Duke University School of Medicine, Durham, North Carolina.
Department of Obstetrics and Gynecology, Division of Maternal and Fetal Medicine, Duke University School of Medicine, Durham, North Carolina.
Am J Perinatol. 2024 May;41(S 01):e2004-e2009. doi: 10.1055/a-2096-3466. Epub 2023 May 19.
The primary aim of this study was to examine the United States Preventative Services Task Force (USPSTF) guidelines concordant low-dose aspirin (LDA) counseling and factors associated with counseling in nulliparous birthing individuals.
We conducted a retrospective cohort study of nulliparous birthing individuals who delivered between January 1, 2019 and June 30, 2020 and received prenatal care at the Duke High Risk Obstetrical Clinics (HROB). All nulliparous patients over 18 years old who established or transferred care to HROB by 16 weeks, 6 days were included in the analysis. We excluded patients with more than two previous first-trimester pregnancy losses, multiple gestation, a known contraindication to LDA, initiation of LDA prior to their prenatal care, or documented medical history of coagulation disorder. Bivariate associations between demographic/medical characteristics and our primary outcome, receipt of counseling (yes/no), were assessed using two-sample -tests for continuous variables and chi-square or Fisher's exact test for categorical variables. Factors significantly associated with the primary outcome ( < 0.05) were entered into the multivariable logistic regression model.

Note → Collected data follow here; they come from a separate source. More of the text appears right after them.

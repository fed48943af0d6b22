//! Board rendering for the Cragspider GUI

use egui::{Align2, CornerRadius, FontId, Painter, Pos2, Rect, Sense, Stroke, Vec2};

use super::playfield::Playfield;
use super::theme::*;
use crate::board::{Board, Piece, Position};

/// Board view handles rendering and input for the game board
pub struct BoardView {
    /// Cached cell size for coordinate calculations
    cell_size: f32,
    /// Grid area, without the margin
    grid_rect: Rect,
    rows: i32,
    columns: i32,
}

impl Default for BoardView {
    fn default() -> Self {
        Self {
            cell_size: 48.0,
            grid_rect: Rect::NOTHING,
            rows: 0,
            columns: 0,
        }
    }
}

impl BoardView {
    /// Render the board.
    ///
    /// Returns `None` when nothing was clicked this frame, `Some(None)` for a
    /// click that missed the grid and `Some(Some(pos))` for a click on a cell.
    pub fn show(&mut self, ui: &mut egui::Ui, playfield: &Playfield) -> Option<Option<Position>> {
        let board = playfield.game().board();
        self.rows = board.rows();
        self.columns = board.columns();

        let available = ui.available_size();
        let cell_w = (available.x - 2.0 * BOARD_MARGIN) / self.columns as f32;
        let cell_h = (available.y - 2.0 * BOARD_MARGIN) / self.rows as f32;
        self.cell_size = cell_w.min(cell_h).max(8.0);

        let grid_size = Vec2::new(
            self.cell_size * self.columns as f32,
            self.cell_size * self.rows as f32,
        );
        let (response, painter) =
            ui.allocate_painter(grid_size + Vec2::splat(2.0 * BOARD_MARGIN), Sense::click());
        self.grid_rect = Rect::from_min_size(response.rect.min + Vec2::splat(BOARD_MARGIN), grid_size);

        painter.rect_filled(response.rect, CornerRadius::same(4), BOARD_BORDER);
        self.draw_squares(&painter, board);

        let hover = response.hover_pos().and_then(|p| self.screen_to_board(p));
        self.draw_highlights(&painter, board, &playfield.highlights(hover));

        if let Some((from, to)) = playfield.last_move() {
            self.draw_last_move(&painter, from, to);
        }
        if let Some(selection) = playfield.selection() {
            let radius = self.cell_size * PIECE_RADIUS_RATIO + 3.0;
            painter.circle_stroke(
                self.board_to_screen(selection.position),
                radius,
                Stroke::new(3.0, SELECTED_RING),
            );
        }
        let selected = playfield.selection().map(|s| s.position);
        self.draw_pieces(&painter, board, selected);

        if response.clicked() {
            Some(response.interact_pointer_pos().and_then(|p| self.screen_to_board(p)))
        } else {
            None
        }
    }

    fn draw_squares(&self, painter: &Painter, board: &Board) {
        for row in 0..self.rows {
            for col in 0..self.columns {
                let pos = Position::new(row, col);
                let Some(square) = board.square_at(pos) else {
                    continue;
                };
                let rect = self.cell_rect(pos);
                painter.rect_filled(rect, CornerRadius::ZERO, tile_color(square.frame));

                // Small notch on the edge the tile faces
                let facing = Vec2::new(square.rotation.d_col as f32, square.rotation.d_row as f32);
                let notch = rect.center() + facing * self.cell_size * 0.4;
                painter.circle_filled(notch, self.cell_size * 0.05, TILE_MARK);
            }
        }
    }

    fn draw_highlights(&self, painter: &Painter, board: &Board, targets: &[Position]) {
        for &pos in targets {
            let tint = if board.is_occupied(pos) {
                capture_tint()
            } else {
                move_tint()
            };
            painter.rect_filled(self.cell_rect(pos).shrink(1.0), CornerRadius::same(2), tint);
        }
    }

    fn draw_last_move(&self, painter: &Painter, from: Position, to: Position) {
        let stroke = Stroke::new(2.0, LAST_MOVE_MARKER);
        painter.line_segment([self.board_to_screen(from), self.board_to_screen(to)], stroke);
        painter.circle_filled(self.board_to_screen(from), LAST_MOVE_MARKER_RADIUS, LAST_MOVE_MARKER);
    }

    fn draw_pieces(&self, painter: &Painter, board: &Board, selected: Option<Position>) {
        for (pos, piece) in board.pieces() {
            self.draw_piece(painter, pos, piece, selected == Some(pos));
        }
    }

    /// Disc with the piece's initial, banded by its current sprite frame
    fn draw_piece(&self, painter: &Painter, pos: Position, piece: &Piece, selected: bool) {
        let center = self.board_to_screen(pos);
        let radius = self.cell_size * PIECE_RADIUS_RATIO;
        let (fill, text) = piece_colors(piece.color());

        painter.circle_filled(center + Vec2::new(2.0, 2.0), radius, egui::Color32::from_black_alpha(60));
        painter.circle_filled(center, radius, fill);
        painter.circle_stroke(center, radius, Stroke::new(1.5, PIECE_OUTLINE));
        if let Some(frame) = piece_frame(piece.sprites(), selected) {
            painter.circle_stroke(center, radius * 0.8, Stroke::new(radius * 0.12, sprite_accent(frame)));
        }

        let initial: String = piece.name().chars().take(1).flat_map(char::to_uppercase).collect();
        painter.text(
            center,
            Align2::CENTER_CENTER,
            initial,
            FontId::proportional(radius),
            text,
        );
    }

    fn cell_rect(&self, pos: Position) -> Rect {
        let min = self.grid_rect.min
            + Vec2::new(pos.col as f32 * self.cell_size, pos.row as f32 * self.cell_size);
        Rect::from_min_size(min, Vec2::splat(self.cell_size))
    }

    /// Convert screen coordinates to board position
    pub fn screen_to_board(&self, screen_pos: Pos2) -> Option<Position> {
        if self.cell_size <= 0.0 || !self.grid_rect.contains(screen_pos) {
            return None;
        }
        let relative = screen_pos - self.grid_rect.min;
        let col = (relative.x / self.cell_size).floor() as i32;
        let row = (relative.y / self.cell_size).floor() as i32;

        if (0..self.rows).contains(&row) && (0..self.columns).contains(&col) {
            Some(Position::new(row, col))
        } else {
            None
        }
    }

    /// Convert board position to the screen coordinates of the cell center
    pub fn board_to_screen(&self, pos: Position) -> Pos2 {
        self.cell_rect(pos).center()
    }
}

#[cfg(test)]
mod tests {
    use super::*;

    fn view() -> BoardView {
        BoardView {
            cell_size: 10.0,
            grid_rect: Rect::from_min_size(Pos2::new(100.0, 50.0), Vec2::new(40.0, 30.0)),
            rows: 3,
            columns: 4,
        }
    }

    #[test]
    fn test_screen_to_board() {
        let view = view();
        assert_eq!(view.screen_to_board(Pos2::new(101.0, 51.0)), Some(Position::new(0, 0)));
        assert_eq!(view.screen_to_board(Pos2::new(135.0, 75.0)), Some(Position::new(2, 3)));
        assert_eq!(view.screen_to_board(Pos2::new(99.0, 60.0)), None);
        assert_eq!(view.screen_to_board(Pos2::new(120.0, 85.0)), None);
    }

    #[test]
    fn test_board_to_screen_is_cell_center() {
        let view = view();
        assert_eq!(view.board_to_screen(Position::new(1, 2)), Pos2::new(125.0, 65.0));
        assert_eq!(view.screen_to_board(view.board_to_screen(Position::new(2, 1))), Some(Position::new(2, 1)));
    }
}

Among 391 birthing individuals included in the final analysis cohort, 51.7% of eligible patients received guideline consistent LDA counseling. Factors associated with increased odds of LDA counseling were advanced maternal age (adjusted odds ratio [aOR]: 1.05, 95% confidence interval [CI]: 1.01-1.09), Black race compared with White race (aOR:1.75, 95% CI: 1.03-2.98), chronic hypertension (aOR: 4.17, 95% CI: 1.82-9.55), and obesity (aOR: 5.02, 95% CI: 3.12-8.08).

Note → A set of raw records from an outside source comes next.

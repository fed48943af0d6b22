//! Board primitives for Cragspider
//!
//! Coordinates, step deltas, colors, squares and pieces. The persistent
//! [`Board`] itself lives in [`board`].

pub mod board;

#[cfg(test)]
pub(crate) mod fixtures;

use std::fmt;
use std::ops::{Add, Sub};
use std::sync::atomic::{AtomicU64, Ordering};
use std::sync::Arc;

use serde::Deserialize;

use crate::config::PieceConfig;

// Re-exports
pub use board::Board;

/// Player / piece colors
#[derive(Debug, Clone, Copy, PartialEq, Eq, Hash, Deserialize)]
#[serde(rename_all = "lowercase")]
pub enum Color {
    White,
    Black,
}

impl Color {
    /// Both colors, White first
    pub const ALL: [Color; 2] = [Color::White, Color::Black];

    /// Get opponent color
    #[inline]
    pub fn opponent(self) -> Color {
        match self {
            Color::White => Color::Black,
            Color::Black => Color::White,
        }
    }

    /// Slot for per-color arrays
    #[inline]
    pub(crate) fn index(self) -> usize {
        match self {
            Color::White => 0,
            Color::Black => 1,
        }
    }
}

impl fmt::Display for Color {
    fn fmt(&self, f: &mut fmt::Formatter<'_>) -> fmt::Result {
        match self {
            Color::White => write!(f, "white"),
            Color::Black => write!(f, "black"),
        }
    }
}

/// Position on the board, zero-based, row increasing downward.
///
/// Signed so that stepping off the board is representable; use
/// [`Board::is_valid`] before treating it as a cell.
#[derive(Debug, Clone, Copy, PartialEq, Eq, Hash, PartialOrd, Ord, Deserialize)]
#[serde(from = "[i32; 2]")]
pub struct Position {
    pub row: i32,
    pub col: i32,
}

impl Position {
    #[inline]
    pub const fn new(row: i32, col: i32) -> Self {
        Self { row, col }
    }

    /// `self + mv`, or `None` if a coordinate overflows
    #[inline]
    pub fn checked_add(self, mv: Move) -> Option<Position> {
        Some(Position::new(
            self.row.checked_add(mv.d_row)?,
            self.col.checked_add(mv.d_col)?,
        ))
    }
}

impl From<[i32; 2]> for Position {
    fn from([row, col]: [i32; 2]) -> Self {
        Self { row, col }
    }
}

impl fmt::Display for Position {
    fn fmt(&self, f: &mut fmt::Formatter<'_>) -> fmt::Result {
        write!(f, "[{},{}]", self.row, self.col)
    }
}

/// One atomic step (delta row, delta col)
#[derive(Debug, Clone, Copy, PartialEq, Eq, Hash, Deserialize)]
#[serde(from = "[i32; 2]")]
pub struct Move {
    pub d_row: i32,
    pub d_col: i32,
}

impl Move {
    #[inline]
    pub const fn new(d_row: i32, d_col: i32) -> Self {
        Self { d_row, d_col }
    }
}

impl From<[i32; 2]> for Move {
    fn from([d_row, d_col]: [i32; 2]) -> Self {
        Self { d_row, d_col }
    }
}

impl fmt::Display for Move {
    fn fmt(&self, f: &mut fmt::Formatter<'_>) -> fmt::Result {
        write!(f, "[{},{}]", self.d_row, self.d_col)
    }
}

impl Add<Move> for Position {
    type Output = Position;

    #[inline]
    fn add(self, mv: Move) -> Position {
        Position::new(self.row + mv.d_row, self.col + mv.d_col)
    }
}

/// Delta that takes `rhs` to `self`
impl Sub for Position {
    type Output = Move;

    #[inline]
    fn sub(self, rhs: Position) -> Move {
        Move::new(self.row - rhs.row, self.col - rhs.col)
    }
}

/// Unit vectors for up, right, down, left
pub const CARDINAL_DIRECTIONS: [Move; 4] = [
    Move::new(-1, 0),
    Move::new(0, 1),
    Move::new(1, 0),
    Move::new(0, -1),
];

/// Cell of a sprite sheet, `[row, col]`
pub type FrameCoords = [u32; 2];

/// Visual-only attributes of a board cell. Game rules never look at these.
#[derive(Debug, Clone, Copy, PartialEq, Eq)]
pub struct Square {
    pub frame: FrameCoords,
    /// Which way the tile faces, one of [`CARDINAL_DIRECTIONS`]
    pub rotation: Move,
}

/// Process-unique identity of a piece instance
#[derive(Debug, Clone, Copy, PartialEq, Eq, Hash, PartialOrd, Ord)]
pub struct PieceId(u64);

static NEXT_PIECE_ID: AtomicU64 = AtomicU64::new(1);

impl PieceId {
    fn fresh() -> Self {
        PieceId(NEXT_PIECE_ID.fetch_add(1, Ordering::Relaxed))
    }
}

/// A piece instance on (or captured from) a board.
///
/// Two pieces with the same name and color are still different pieces:
/// equality and hashing go by [`PieceId`]. Cloning keeps the id, so a clone
/// refers to the same piece.
#[derive(Debug, Clone)]
pub struct Piece {
    id: PieceId,
    name: String,
    color: Color,
    config: Arc<PieceConfig>,
}

impl Piece {
    /// Create a new piece instance of the given kind
    pub fn new(color: Color, config: Arc<PieceConfig>) -> Self {
        Self {
            id: PieceId::fresh(),
            name: config.name.clone(),
            color,
            config,
        }
    }

    #[inline]
    pub fn id(&self) -> PieceId {
        self.id
    }

    #[inline]
    pub fn name(&self) -> &str {
        &self.name
    }

    #[inline]
    pub fn color(&self) -> Color {
        self.color
    }

    /// Movement paths and sprite references of this piece's kind
    #[inline]
    pub fn config(&self) -> &PieceConfig {
        &self.config
    }

    /// A piece without a name stands for "no piece" and is rejected by the board
    #[inline]
    pub fn is_empty(&self) -> bool {
        self.name.is_empty()
    }

    /// Sprite frames for this piece's color, empty if the config has none
    pub fn sprites(&self) -> &[FrameCoords] {
        self.config
            .sprites
            .get(&self.color)
            .map(Vec::as_slice)
            .unwrap_or(&[])
    }

    /// Legal destinations from `from` on `board`
    pub fn valid_moves(&self, from: Position, board: &Board) -> Vec<Position> {
        crate::rules::valid_moves(self, from, board)
    }
}

impl PartialEq for Piece {
    fn eq(&self, other: &Self) -> bool {
        self.id == other.id
    }
}

impl Eq for Piece {}

impl std::hash::Hash for Piece {
    fn hash<H: std::hash::Hasher>(&self, state: &mut H) {
        self.id.hash(state);
    }
}

impl fmt::Display for Piece {
    fn fmt(&self, f: &mut fmt::Formatter<'_>) -> fmt::Result {
        write!(f, "{} {}", self.color, self.name)
    }
}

Approximately half of all nulliparous birthing individuals had appropriately documented LDA counseling. The USPSTF guidelines on LDA for preeclampsia risk reduction are complex, which may lead to ineffective provider adherence. Efforts to simplify guidelines and improve LDA counseling are vital to ensuring this low-cost, evidence-based preeclampsia prevention is used in a consistent and equitable manner.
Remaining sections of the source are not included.